Principle 3: We Must Account for What We Love
We only count what we value. And we only protect what we count. For generations, natural systems were considered “externalities.” This is a failure not of finance alone, but of imagination. To account for ecosystems — their flows, stocks, services, and stories — is not to commodify them. It is to see them clearly, to value them rightly, and to design policies that align with life. Accounting is not the end goal. Right relationship is.
Principle 4: Regeneration Is Not a Trend — It’s a Treaty with Time
Regeneration is not a brand. It is not a green premium. It is not optional. It is a promise we make to the future: That we will leave more life than we take. That we will restore what has been drawn down. That we will build economic systems aligned with the natural logic of renewal. To regenerate is to remain. Anything less is liquidation in disguise.
Principle 5: The Wealth of Nations Must Be Alive
GDP measures flow — but not direction. A country can be rich in transactions and poor in soils. A nation can grow its markets while bleeding its living systems. We must move from Gross Domestic Product to Gross Ecological Integrity. From wealth measured in digits to wealth felt in landscapes. From phantom value to rooted vitality. The true wealth of a nation is not what it extracts. It is what it stewards.

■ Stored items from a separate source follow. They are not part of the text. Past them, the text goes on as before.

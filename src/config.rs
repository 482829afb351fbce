//! Configuration file handling.
//!
//! This module handles loading and merging configuration from
//! `.prodreport.toml` files.

use crate::models::{LegalizationKind, SourceKind};
use anyhow::{Context, Result};
use serde::{Deserialize, Serialize};
use std::path::{Path, PathBuf};

/// Default configuration file name, looked up in the working directory.
pub const CONFIG_FILE_NAME: &str = ".prodreport.toml";

/// Root configuration structure.
#[derive(Debug, Clone, Default, Serialize, Deserialize)]
pub struct Config {
    /// General settings.
    #[serde(default)]
    pub general: GeneralConfig,

    /// Remote spreadsheet settings.
    #[serde(default)]
    pub source: SourceConfig,

    /// Local snapshot cache settings.
    #[serde(default)]
    pub cache: CacheConfig,

    /// Column name resolution.
    #[serde(default)]
    pub schema: SchemaConfig,

    /// Default filter selections.
    #[serde(default)]
    pub filters: FiltersConfig,
}

/// General application settings.
#[derive(Debug, Clone, Serialize, Deserialize)]
pub struct GeneralConfig {
    /// Default output file path.
    #[serde(default = "default_output")]
    pub output: String,

    /// Enable verbose logging by default.
    #[serde(default)]
    pub verbose: bool,

    /// Length of the default date window, ending today.
    #[serde(default = "default_lookback_days")]
    pub lookback_days: u32,
}

impl Default for GeneralConfig {
    fn default() -> Self {
        Self {
            output: default_output(),
            verbose: false,
            lookback_days: default_lookback_days(),
        }
    }
}

fn default_output() -> String {
    "productivity_report.md".to_string()
}

fn default_lookback_days() -> u32 {
    30
}

/// Remote spreadsheet settings.
#[derive(Debug, Clone, Serialize, Deserialize)]
pub struct SourceConfig {
    /// Spreadsheet document id.
    #[serde(default)]
    pub spreadsheet_id: String,

    /// CSV export URL; `{id}` and `{sheet}` are substituted.
    #[serde(default = "default_url_template")]
    pub url_template: String,

    /// Request timeout in seconds.
    #[serde(default = "default_timeout")]
    pub timeout_seconds: u64,

    /// Sheet holding PPL legalizations.
    #[serde(default = "default_ppl_sheet")]
    pub ppl_sheet: String,

    /// Sheet holding Convenio legalizations.
    #[serde(default = "default_convenios_sheet")]
    pub convenios_sheet: String,

    /// Sheet holding RIPS records.
    #[serde(default = "default_rips_sheet")]
    pub rips_sheet: String,

    /// Sheet holding billing entries.
    #[serde(default = "default_facturacion_sheet")]
    pub facturacion_sheet: String,
}

impl Default for SourceConfig {
    fn default() -> Self {
        Self {
            spreadsheet_id: String::new(),
            url_template: default_url_template(),
            timeout_seconds: default_timeout(),
            ppl_sheet: default_ppl_sheet(),
            convenios_sheet: default_convenios_sheet(),
            rips_sheet: default_rips_sheet(),
            facturacion_sheet: default_facturacion_sheet(),
        }
    }
}

impl SourceConfig {
    /// Sheet name for a source.
    pub fn sheet_name(&self, kind: SourceKind) -> &str {
        match kind {
            SourceKind::Ppl => &self.ppl_sheet,
            SourceKind::Convenios => &self.convenios_sheet,
            SourceKind::Rips => &self.rips_sheet,
            SourceKind::Facturacion => &self.facturacion_sheet,
        }
    }
}

fn default_url_template() -> String {
    "https://docs.google.com/spreadsheets/d/{id}/gviz/tq?tqx=out:csv&sheet={sheet}".to_string()
}

fn default_timeout() -> u64 {
    60
}

fn default_ppl_sheet() -> String {
    "PPL".to_string()
}

fn default_convenios_sheet() -> String {
    "Convenios".to_string()
}

fn default_rips_sheet() -> String {
    "RIPS".to_string()
}

fn default_facturacion_sheet() -> String {
    "Facturacion".to_string()
}

/// Snapshot cache settings.
#[derive(Debug, Clone, Serialize, Deserialize)]
pub struct CacheConfig {
    /// Directory holding one CSV snapshot per source.
    #[serde(default = "default_cache_dir")]
    pub dir: PathBuf,

    /// Read and write the cache at all.
    #[serde(default = "default_true")]
    pub enabled: bool,
}

impl Default for CacheConfig {
    fn default() -> Self {
        Self {
            dir: default_cache_dir(),
            enabled: true,
        }
    }
}

fn default_cache_dir() -> PathBuf {
    PathBuf::from("persisted_data")
}

fn default_true() -> bool {
    true
}

/// Column name resolution settings.
#[derive(Debug, Clone, Serialize, Deserialize)]
pub struct SchemaConfig {
    /// Operator column candidates, highest priority first.
    #[serde(default = "default_operator_aliases")]
    pub operator_aliases: Vec<String>,

    /// Event date column candidates, highest priority first.
    #[serde(default = "default_date_aliases")]
    pub date_aliases: Vec<String>,

    /// Column stamped with the legalization kind when merging.
    #[serde(default = "default_category_field")]
    pub category_field: String,

    /// Read `01/02/2024` as 1 February rather than 2 January.
    #[serde(default = "default_true")]
    pub day_first: bool,
}

impl Default for SchemaConfig {
    fn default() -> Self {
        Self {
            operator_aliases: default_operator_aliases(),
            date_aliases: default_date_aliases(),
            category_field: default_category_field(),
            day_first: true,
        }
    }
}

fn default_operator_aliases() -> Vec<String> {
    vec!["USUARIO", "Usuario", "FACTURADOR", "Facturador"]
        .into_iter()
        .map(String::from)
        .collect()
}

fn default_date_aliases() -> Vec<String> {
    vec!["FECHA_REAL", "FECHA_FACTURA", "FECHA", "Fecha"]
        .into_iter()
        .map(String::from)
        .collect()
}

fn default_category_field() -> String {
    "Tipo_Leg".to_string()
}

/// Default filter selections.
#[derive(Debug, Clone, Serialize, Deserialize)]
pub struct FiltersConfig {
    /// Legalization kinds selected when `--category` is not given.
    #[serde(default = "default_categories")]
    pub categories: Vec<LegalizationKind>,
}

impl Default for FiltersConfig {
    fn default() -> Self {
        Self {
            categories: default_categories(),
        }
    }
}

fn default_categories() -> Vec<LegalizationKind> {
    LegalizationKind::ALL.to_vec()
}

impl Config {
    /// Load configuration from a file path.
    pub fn load(path: &Path) -> Result<Self> {
        let content = std::fs::read_to_string(path)
            .with_context(|| format!("Failed to read config file: {}", path.display()))?;

        let config: Config = toml::from_str(&content)
            .with_context(|| format!("Failed to parse config file: {}", path.display()))?;

        Ok(config)
    }

    /// Try to load configuration from the default location.
    ///
    /// Returns `Ok(None)` if the file doesn't exist, `Err` if it exists but can't be parsed.
    pub fn load_default() -> Result<Option<Self>> {
        let default_path = Path::new(CONFIG_FILE_NAME);

        if default_path.exists() {
            Ok(Some(Self::load(default_path)?))
        } else {
            Ok(None)
        }
    }

    /// Merge this configuration with CLI arguments.
    ///
    /// CLI arguments take precedence over config file settings and only
    /// override when given explicitly.
    pub fn merge_with_args(&mut self, args: &crate::cli::Args) {
        if let Some(ref output) = args.output {
            self.general.output = output.display().to_string();
        }
        if let Some(days) = args.lookback_days {
            self.general.lookback_days = days;
        }
        if args.verbose {
            self.general.verbose = true;
        }

        if let Some(ref id) = args.spreadsheet_id {
            self.source.spreadsheet_id = id.clone();
        }
        if let Some(timeout) = args.timeout {
            self.source.timeout_seconds = timeout;
        }

        if let Some(ref dir) = args.cache_dir {
            self.cache.dir = dir.clone();
        }
        if args.no_cache {
            self.cache.enabled = false;
        }

        if let Some(ref categories) = args.category {
            self.filters.categories = categories.iter().map(|c| c.kind()).collect();
        }
    }

    /// Generate a default configuration file content.
    pub fn default_toml() -> String {
        let config = Config::default();
        toml::to_string_pretty(&config).unwrap_or_else(|_| String::new())
    }
}

#[cfg(test)]
mod tests {
    use super::*;

    #[test]
    fn test_default_config() {
        let config = Config::default();
        assert_eq!(config.general.lookback_days, 30);
        assert_eq!(config.cache.dir, PathBuf::from("persisted_data"));
        assert_eq!(config.schema.operator_aliases[0], "USUARIO");
        assert_eq!(config.schema.date_aliases[0], "FECHA_REAL");
        assert_eq!(config.schema.category_field, "Tipo_Leg");
        assert_eq!(config.filters.categories.len(), 2);
    }

    #[test]
    fn test_parse_config() {
        let toml_content = r#"
[general]
output = "custom_report.md"
lookback_days = 7

[source]
spreadsheet_id = "abc123"
rips_sheet = "RIPS_2024"

[schema]
operator_aliases = ["Operador"]
day_first = false

[filters]
categories = ["PPL"]
"#;

        let config: Config = toml::from_str(toml_content).unwrap();
        assert_eq!(config.general.output, "custom_report.md");
        assert_eq!(config.general.lookback_days, 7);
        assert_eq!(config.source.spreadsheet_id, "abc123");
        assert_eq!(config.source.sheet_name(SourceKind::Rips), "RIPS_2024");
        assert_eq!(config.source.sheet_name(SourceKind::Ppl), "PPL");
        assert_eq!(config.schema.operator_aliases, vec!["Operador"]);
        assert_eq!(config.schema.date_aliases[0], "FECHA_REAL");
        assert!(!config.schema.day_first);
        assert_eq!(config.filters.categories, vec![LegalizationKind::Ppl]);
        assert!(config.cache.enabled);
    }

    #[test]
    fn test_default_toml_generation() {
        let toml_str = Config::default_toml();
        assert!(toml_str.contains("[general]"));
        assert!(toml_str.contains("[source]"));
        assert!(toml_str.contains("[cache]"));
        assert!(toml_str.contains("[schema]"));

        let parsed: Config = toml::from_str(&toml_str).unwrap();
        assert_eq!(parsed.schema.category_field, "Tipo_Leg");
    }
}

Pathways Forward: From Pegs to Reciprocity
We are not calling for a single policy. We are calling for a shift in worldview — from which policies, currencies, institutions, and cultures will follow. We envision a world in which:
- Currencies are partially indexed to nature, reflecting the regenerative capacity of Earth as a constraint on credit.
- Monetary issuance is linked to ecosystem health through transparent indices, co-governed by central banks and ecological institutions.
- Natural Capital Commissions and Ecological Monetary Councils work alongside ministries of finance and treasuries to safeguard long-term value.
- National wealth accounts include forests, rivers, biodiversity, and soils, not as scenery but as sovereign assets.
- Public dashboards display the true balance sheet of nations — ecological integrity alongside economic liquidity.
- Education systems teach ecological economics as a foundational literacy — as basic as numeracy, as urgent as civics.
- Regenerative policy becomes the default — not a niche, not a cost center, but the design of economic intelligence itself.
This is not a utopia. It is a reality-in-waiting, ready to be born through collective will, creative governance, and courageous imagination.
Invitation: A Pledge to Reprice with Care and Courage
To every policymaker, entrepreneur, teacher, technologist, central banker, community elder, and citizen of Earth:
This is your invitation to participate in the great repricing of our time. To stand for an economy that values what gives life. To recalibrate finance toward the flourishing of all species. To honor the Earth — not just in words, but in how we measure, value, and transact.
We know this will be complex. But the alternative — ecological collapse masked by rising GDP — is not complexity. It is catastrophe. Let us build a future in which the wealth of nations reflects the wellbeing of the Earth. Let us anchor money in the logic of life. Let us reprice nature — and in doing so, revalue our humanity.